_Saved data entries_.
══════════

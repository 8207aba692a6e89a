//! Plain-text cleanup applied after markup rendering

use regex::Regex;
use std::sync::LazyLock;

/// Bracketed numeric footnote references such as `[12]`
static FOOTNOTE_RE: LazyLock<Regex> = LazyLock::new(|| Regex::new(r"\[\d{1,4}\]").unwrap());

/// Runs of horizontal whitespace, including non-breaking spaces
static SPACES_RE: LazyLock<Regex> = LazyLock::new(|| Regex::new(r"[ \t\u{a0}\u{2009}\u{202f}]+").unwrap());

/// Three or more newlines
static EXTRA_NEWLINES_RE: LazyLock<Regex> = LazyLock::new(|| Regex::new(r"\n{3,}").unwrap());

/// Text cleaner with independently switchable passes
#[derive(Debug, Clone, PartialEq, Eq)]
pub struct TextCleaner {
    remove_footnotes: bool,
    remove_page_numbers: bool,
    normalize_whitespace: bool,
    preserve_single_newlines: bool,
}

impl TextCleaner {
    /// Cleaner with every pass enabled and paragraphs separated by blank lines
    pub fn new() -> Self {
        Self {
            remove_footnotes: true,
            remove_page_numbers: true,
            normalize_whitespace: true,
            preserve_single_newlines: false,
        }
    }

    /// Remove bracketed footnote references like `[1]`
    pub fn with_remove_footnotes(mut self, remove: bool) -> Self {
        self.remove_footnotes = remove;
        self
    }

    /// Remove lines consisting of a bare number
    pub fn with_remove_page_numbers(mut self, remove: bool) -> Self {
        self.remove_page_numbers = remove;
        self
    }

    /// Collapse runs of spaces and trim every line
    pub fn with_normalize_whitespace(mut self, normalize: bool) -> Self {
        self.normalize_whitespace = normalize;
        self
    }

    /// Keep single newlines instead of joining the lines of a paragraph
    pub fn with_preserve_single_newlines(mut self, preserve: bool) -> Self {
        self.preserve_single_newlines = preserve;
        self
    }

    pub fn preserves_single_newlines(&self) -> bool {
        self.preserve_single_newlines
    }

    /// Clean rendered text
    pub fn clean(&self, text: &str) -> String {
        let mut text = text.replace("\r\n", "\n").replace('\r', "\n");

        if self.remove_footnotes {
            text = FOOTNOTE_RE.replace_all(&text, "").into_owned();
        }

        let mut lines: Vec<String> = text.split('\n').map(str::to_string).collect();
        if self.normalize_whitespace {
            for line in &mut lines {
                *line = SPACES_RE.replace_all(line, " ").trim().to_string();
            }
        }
        if self.remove_page_numbers {
            lines.retain(|line| {
                let trimmed = line.trim();
                trimmed.is_empty() || !trimmed.chars().all(|c| c.is_ascii_digit())
            });
        }

        let text = lines.join("\n");
        let text = EXTRA_NEWLINES_RE.replace_all(&text, "\n\n");

        let text = if self.preserve_single_newlines {
            text.into_owned()
        } else {
            text.split("\n\n")
                .map(|paragraph| paragraph.replace('\n', " "))
                .collect::<Vec<_>>()
                .join("\n\n")
        };

        text.trim().to_string()
    }
}

impl Default for TextCleaner {
    fn default() -> Self {
        Self::new()
    }
}

/// Length of cleaned text as reported in `char_count`
pub fn text_length(text: &str) -> usize {
    text.chars().count()
}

══════════

_Task objective_.
Above are the entries. Quote exactly the lines from the one bearing "after markup rendering" through the one bearing "Remove bracketed footnote".

_Exercise response_.
//! Plain-text cleanup applied after markup rendering

use regex::Regex;
use std::sync::LazyLock;

/// Bracketed numeric footnote references such as `[12]`
static FOOTNOTE_RE: LazyLock<Regex> = LazyLock::new(|| Regex::new(r"\[\d{1,4}\]").unwrap());

/// Runs of horizontal whitespace, including non-breaking spaces
static SPACES_RE: LazyLock<Regex> = LazyLock::new(|| Regex::new(r"[ \t\u{a0}\u{2009}\u{202f}]+").unwrap());

/// Three or more newlines
static EXTRA_NEWLINES_RE: LazyLock<Regex> = LazyLock::new(|| Regex::new(r"\n{3,}").unwrap());

/// Text cleaner with independently switchable passes
#[derive(Debug, Clone, PartialEq, Eq)]
pub struct TextCleaner {
    remove_footnotes: bool,
    remove_page_numbers: bool,
    normalize_whitespace: bool,
    preserve_single_newlines: bool,
}

impl TextCleaner {
    /// Cleaner with every pass enabled and paragraphs separated by blank lines
    pub fn new() -> Self {
        Self {
            remove_footnotes: true,
            remove_page_numbers: true,
            normalize_whitespace: true,
            preserve_single_newlines: false,
        }
    }

    /// Remove bracketed footnote references like `[1]`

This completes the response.